Summary: Dysfunction of the Golgi apparatus is associated with axatia and developmental delays.
Source: University of Manchester.
Disabling a part of brain cells that acts as a tap to regulate the flow of proteins has been shown to cause neurodegeneration, a new study from The University of Manchester has found.
The research, which was carried out in mice, focused on the Golgi apparatus — a compartment inside all cells in the body that controls the processing and transport of proteins. It is fundamental for the growth of the cell membrane and also for the release of many types of proteins such as hormones, neurotransmitters and the proteins that make up our skeletons.
Working with Chinese colleagues, the Manchester researchers examined the role of the Golgi apparatus in neurons, or brain cells, and found that mice in which the apparatus was disabled suffered from developmental delay, severe ataxia, and postnatal death.
Ataxia is a term for a group of disorders that affect co-ordination, balance and speech. Any part of the body can be affected, but people with ataxia often have difficulties with balance and walking, speaking, swallowing, tasks such as writing and eating, and vision. It can be inherited, brought on through incidents such as a stroke, or through old age.
Although the function of the Golgi apparatus, named after its Italian discoverer, is well understood, it has not been previously been shown to have a role in neurodegeneration. With these results the scientists think they may have found a new avenue to explore in the search for the causes of some neurodegenerative diseases.

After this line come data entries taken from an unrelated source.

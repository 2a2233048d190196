use std::collections::BTreeMap;

use curator_core::{AppError, AppResult};
use serde::{Deserialize, Serialize};

use crate::RecordId;

/// Value held by one form field.
#[derive(Debug, Clone, PartialEq, Eq, Serialize, Deserialize)]
#[serde(untagged)]
pub enum DraftValue {
    /// Text input, kept exactly as typed.
    Text(String),
    /// Checkbox or switch.
    Flag(bool),
}

/// Whether a draft creates a new record or edits an existing one.
#[derive(Debug, Clone, Default, PartialEq, Eq, Serialize, Deserialize)]
pub enum DraftMode {
    /// Add form.
    #[default]
    Create,
    /// Edit form for the given record.
    Edit(RecordId),
}

/// Client-local, uncommitted copy of a record's editable fields.
#[derive(Debug, Clone, Default, PartialEq, Eq, Serialize, Deserialize)]
pub struct MutationDraft {
    mode: DraftMode,
    fields: BTreeMap<String, DraftValue>,
}

impl MutationDraft {
    /// Creates an empty add-mode draft.
    #[must_use]
    pub fn new() -> Self {
        Self::default()
    }

    /// Creates an empty edit-mode draft for a record.
    #[must_use]
    pub fn for_edit(record_id: RecordId) -> Self {
        Self {
            mode: DraftMode::Edit(record_id),
            fields: BTreeMap::new(),
        }
    }

    /// Returns the draft mode.
    #[must_use]
    pub fn mode(&self) -> &DraftMode {
        &self.mode
    }

    /// Returns the edited record id in edit mode.
    #[must_use]
    pub fn record_id(&self) -> Option<&RecordId> {
        match &self.mode {
            DraftMode::Create => None,
            DraftMode::Edit(record_id) => Some(record_id),
        }
    }

    /// Returns whether the draft edits an existing record.
    #[must_use]
    pub fn is_edit(&self) -> bool {
        matches!(self.mode, DraftMode::Edit(_))
    }

    /// Returns all fields.
    #[must_use]
    pub fn fields(&self) -> &BTreeMap<String, DraftValue> {
        &self.fields
    }

    /// Returns whether no field has been written.
    #[must_use]
    pub fn is_empty(&self) -> bool {
        self.fields.is_empty()
    }

    /// Writes a text field.
    pub fn set_text(&mut self, field: impl Into<String>, value: impl Into<String>) {
        self.fields
            .insert(field.into(), DraftValue::Text(value.into()));
    }

    /// Writes a flag field.
    pub fn set_flag(&mut self, field: impl Into<String>, value: bool) {
        self.fields.insert(field.into(), DraftValue::Flag(value));
    }

    /// Builder form of [`MutationDraft::set_text`].
    #[must_use]
    pub fn with_text(mut self, field: impl Into<String>, value: impl Into<String>) -> Self {
        self.set_text(field, value);
        self
    }

    /// Builder form of [`MutationDraft::set_flag`].
    #[must_use]
    pub fn with_flag(mut self, field: impl Into<String>, value: bool) -> Self {
        self.set_flag(field, value);
        self
    }

    /// Returns a text field as typed, or an empty string.
    #[must_use]
    pub fn text(&self, field: &str) -> &str {
        match self.fields.get(field) {
            Some(DraftValue::Text(value)) => value.as_str(),
            _ => "",
        }
    }

    /// Returns a flag field, `false` when unset.
    #[must_use]
    pub fn flag(&self, field: &str) -> bool {
        match self.fields.get(field) {
            Some(DraftValue::Flag(value)) => *value,
            Some(DraftValue::Text(value)) => value.trim().eq_ignore_ascii_case("true"),
            None => false,
        }
    }

    /// Returns the trimmed text of a required field.
    pub fn required_text(&self, field: &str) -> AppResult<String> {
        self.optional_text(field)
            .ok_or_else(|| AppError::Validation(format!("{field} is required")))
    }

    /// Returns the trimmed text of an optional field, `None` when blank.
    #[must_use]
    pub fn optional_text(&self, field: &str) -> Option<String> {
        let trimmed = self.text(field).trim();
        (!trimmed.is_empty()).then(|| trimmed.to_owned())
    }

    /// Parses a required finite number.
    pub fn required_number(&self, field: &str) -> AppResult<f64> {
        let value = self.required_text(field)?;
        parse_finite(field, value.as_str())
    }

    /// Parses an optional finite number, `None` when blank.
    pub fn optional_number(&self, field: &str) -> AppResult<Option<f64>> {
        self.optional_text(field)
            .map(|value| parse_finite(field, value.as_str()))
            .transpose()
    }

    /// Parses a required whole number.
    pub fn required_integer(&self, field: &str) -> AppResult<i64> {
        let value = self.required_text(field)?;
        parse_integer(field, value.as_str())
    }

    /// Parses an optional whole number, `None` when blank.
    pub fn optional_integer(&self, field: &str) -> AppResult<Option<i64>> {
        self.optional_text(field)
            .map(|value| parse_integer(field, value.as_str()))
            .transpose()
    }
}

fn parse_finite(field: &str, value: &str) -> AppResult<f64> {
    value
        .parse::<f64>()
        .ok()
        .filter(|parsed| parsed.is_finite())
        .ok_or_else(|| AppError::Validation(format!("{field} must be a number, got '{value}'")))
}

fn parse_integer(field: &str, value: &str) -> AppResult<i64> {
    value.parse::<i64>().map_err(|_| {
        AppError::Validation(format!("{field} must be a whole number, got '{value}'"))
    })
}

Professor Martin Lowe, the lead researcher, said: “Our results, combined with previous work, suggest that during the cellular changes that occur, loss of the Golgi function could be an important intermediary step that contributes to cell death.”
How much the Golgi apparatus contributes to the major neurodegenerative diseases such as Alzheimer’s or Parkinson’s is something that is currently unclear, though other studies have made this link.
Professor Lowe added: “Together with other published work our findings suggest that in certain neurodegenerative diseases the loss of function of the Golgi apparatus may contribute to the pathology that is occurring.”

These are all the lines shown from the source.